Tuesday, January 31, 2006

Hamas Tests Bush's Vision

WSJ.com - Thinking Global: ""From Suicide Terrorism to Parliamentary Tactics." Or, for the more sociologically oriented, "How We Learned to Live Beside Neighbors We Wanted to Exterminate."

For foreign-policy historians, Mr. Bush has created a live-fire contest between his unique "transformationalist" application of Wilsonian ideals -- which made democratic promotion a national ethos -- and his Republican Party's "traditionalist" foreign policy espoused by former President Bush, Henry Kissinger and Brent Scowcroft that argues democracy succeeds only if preceded by the evolution of an educated middle class and civil society.

Egyptian officials, who have been reluctant to introduce too much democracy even in the face of U.S. pressure, believe that their go-slow approach has been validated not only by Hamas's success but also by their own experience last year with new local elections in which the Islamic Muslim Brotherhood performed far better than expected.

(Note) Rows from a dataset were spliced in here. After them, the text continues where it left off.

//! Node selection and minimum-agreement resolution

use tracing::{error, trace, warn};

use crate::error::{StripesetError, StripesetResult};
use crate::fop::{Fop, FopState, Minimum};
use crate::mask::NodeMask;

/// Nodes every object the operation touches is known good on.
///
/// Takes object sections, so it must run before the operation's own
/// section is taken.
pub(crate) fn objects_good(fop: &Fop) -> NodeMask {
    let mut good = NodeMask::FULL;
    for inode in fop.touched_inodes() {
        good &= inode.good();
    }
    if let Some(fd) = fop.fd() {
        good &= fd.good();
    }
    good
}

/// Resolve a minimum policy against the eligible count and fragment threshold
pub fn resolve_minimum(policy: Minimum, eligible: u32, fragments: u32) -> u32 {
    match policy {
        Minimum::All if eligible >= fragments => eligible,
        Minimum::All | Minimum::Min => fragments,
        Minimum::One => 1,
        Minimum::Exactly(n) => n,
    }
}

/// Narrow the operation's mask to the eligible nodes and resolve its
/// minimum. On success the round-robin cursor moves, every eligible node is
/// remaining, and the operation holds one join unit for the wave.
pub(crate) fn select(fop: &Fop, st: &mut FopState, objects_good: NodeMask) -> StripesetResult<()> {
    let set = fop.set();

    st.mask &= set.node_mask();
    let eligible = st.mask & set.up() & objects_good;
    if eligible != st.mask {
        warn!(
            fop = fop.id(),
            name = fop.name(),
            unavailable = %(st.mask & !eligible),
            "Executing operation with some nodes unavailable"
        );
        st.mask = eligible;
    }

    let fragments = set.fragments();
    let count = eligible.count();
    st.minimum = resolve_minimum(st.minimum_policy, count, fragments);
    st.first = set.advance_cursor();
    st.remaining = eligible;

    trace!(
        fop = fop.id(),
        mask = %st.mask,
        minimum = st.minimum,
        first = st.first,
        "SELECT"
    );

    if count == 0 || (count < st.minimum && count < fragments) {
        error!(
            fop = fop.id(),
            name = fop.name(),
            have = count,
            need = st.minimum,
            "Insufficient available nodes for this request"
        );
        return Err(StripesetError::QuorumInfeasible {
            available: count,
            required: st.minimum,
            eligible,
        });
    }

    st.join.add();
    st.waves += 1;
    Ok(())
}

#[cfg(test)]
mod tests {
    use super::*;
    use rstest::rstest;

    #[rstest]
    #[case(Minimum::All, 6, 4, 6)]
    #[case(Minimum::All, 3, 4, 4)]
    #[case(Minimum::All, 4, 4, 4)]
    #[case(Minimum::Min, 6, 4, 4)]
    #[case(Minimum::One, 6, 4, 1)]
    #[case(Minimum::Exactly(5), 6, 4, 5)]
    fn test_resolve_minimum(
        #[case] policy: Minimum,
        #[case] eligible: u32,
        #[case] fragments: u32,
        #[case] expected: u32,
    ) {
        assert_eq!(resolve_minimum(policy, eligible, fragments), expected);
    }
}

Prime Minister Ahmed Nazif, on hand in Davos, says Egypt's strategy is first to foster participation in a quickly growing and liberalizing economy and then form secular parties to give voters a wider choice than just the ruling party or radical Islam. For Cairo, the evolutionary democratic change of Korea or Singapore has more appeal than what they consider the too-abrupt changes of Iraq or Palestine.

The U.S. has always pursued a mixture of idealistic and realistic foreign policy. Even as the Bush administration has promoted Iraqi change with billions of taxpayer dollars it has defended Pakistani dictator Pervez Musharraf as that country's best available politician for fighting terrorism.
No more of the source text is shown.